As cosmopolitan intellectuals, as observers, interpreters, and critics of global movements and historical events, Fanon seems to press on us the necessity to take sides: for violence or against. Among Fanon’s contemporaries, perhaps the most celebrated parties to the debate surrounding Fanon’s stance on violence were Jean-Paul Sartre and Hannah Arendt. In Sartre’s Preface to The Wretched of the Earth, he suggests that the asymmetry of violence through which the colonizing European upholds an exclusive claim to “humanity” can be righted only by violence from the other side; that the Hegelian struggle for recognition is achieved when the formerly colonized turn violence back on their European masters. Sartre’s celebration of this violence in the service of history is matched in vehemence only by Arendt’s disgust.

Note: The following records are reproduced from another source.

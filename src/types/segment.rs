use geo::MultiLineString;

use super::code::RouteCode;

/// One SNV record: a georeferenced stretch of federal highway with its
/// attribute columns.
///
/// Geometry is lon/lat in the pipeline's target CRS (EPSG:4326), simplified
/// exactly once at load time; immutable thereafter.
#[derive(Debug, Clone, PartialEq)]
pub struct HighwaySegment {
    /// Route code (`vl_br`), zero-padded to 3.
    pub route: RouteCode,
    /// Federative unit (`sg_uf`).
    pub uf: String,
    /// Internal route identifier (`vl_codigo`), the fine-grained join key
    /// against `Structure::link_codes`.
    pub link_code: Option<String>,
    /// Administrative jurisdiction type (`ds_tipo_ad`).
    pub admin_type: Option<String>,
    /// Coincidence descriptor (`ds_coinc`).
    pub coincidence: Option<String>,
    /// Jurisdiction descriptor (`ds_jurisdi`).
    pub jurisdiction: Option<String>,
    /// Surface descriptor (`ds_superfi`).
    pub surface: Option<String>,
    /// Local unit (`ul`).
    pub local_unit: Option<String>,
    pub geometry: MultiLineString<f64>,
}
use std::fs::{self, File};
use std::io::Write;
use std::path::{Path, PathBuf};

use anyhow::{Context, Result, bail};
use tempfile::{NamedTempFile, TempDir};
use zip::ZipArchive;

use crate::error::NormalizeError;

/// Locate the polyline layer (`.shp` member) inside a zip archive and extract
/// the whole archive into a fresh temporary directory.
///
/// The directory is unique per call, so concurrent sessions never collide,
/// and it removes itself when the returned handle drops, covering success,
/// error, and panic paths alike.
pub(crate) fn extract_shapefile_archive(
    zip_path: &Path,
) -> Result<(TempDir, PathBuf), NormalizeError> {
    let file = File::open(zip_path)?;
    let mut archive = ZipArchive::new(file)?;

    let shp_member = archive
        .file_names()
        .find(|name| {
            Path::new(name)
                .extension()
                .is_some_and(|ext| ext.eq_ignore_ascii_case("shp"))
        })
        .map(str::to_string)
        .ok_or_else(|| NormalizeError::MissingLayer {
            archive: zip_path.to_path_buf(),
        })?;

    let dir = TempDir::new()?;
    archive.extract(dir.path())?;
    let shp_path = dir.path().join(shp_member);
    Ok((dir, shp_path))
}

/// Write-then-rename for command outputs, so the target never holds a
/// partial file.
pub(crate) fn write_atomic(target: &Path, bytes: &[u8], force: bool) -> Result<()> {
    if let Some(parent) = target.parent() {
        fs::create_dir_all(parent)
            .with_context(|| format!("create dir {}", parent.display()))?;
    }
    if !force && target.exists() {
        bail!(
            "Refusing to overwrite existing file: {} (use --force)",
            target.display()
        );
    }
    let mut tmp = NamedTempFile::new_in(target.parent().unwrap_or(Path::new(".")))
        .context("create temp file")?;
    tmp.write_all(bytes).context("write output")?;
    tmp.persist(target)
        .with_context(|| format!("rename to {}", target.display()))?;
    Ok(())
}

In “On Violence,” she suggests that “the new undeniable glorification of violence by the student movement [of the late 1960s]” can only be explained by “the ignorance and nobility of sentiment of people exposed to unprecedented events and developments without any means of handling them mentally” (Arendt 1972:122). Fanon, in Arendt’s view, is largely to blame, for although she qualifies her condemnation by suggesting that Fanon’s text might contain a more complex and qualified assessment of violence, her continual evocation of Fanon as the exemplary influence promoting the new glorification of violence would imply that such complexities are ultimately of little matter. Does revolutionary violence liberate its agents to a new level of humanity? or does it further enslave its agents in animalistic passions which can never contribute to history or be historical? Is such violence a historical necessity for humanity or a corruption of humanity? For Sartre, violence is the only means of historical change. For Arendt, violence is mere animalistic behavior that cannot change anything; change will only come through positive human action.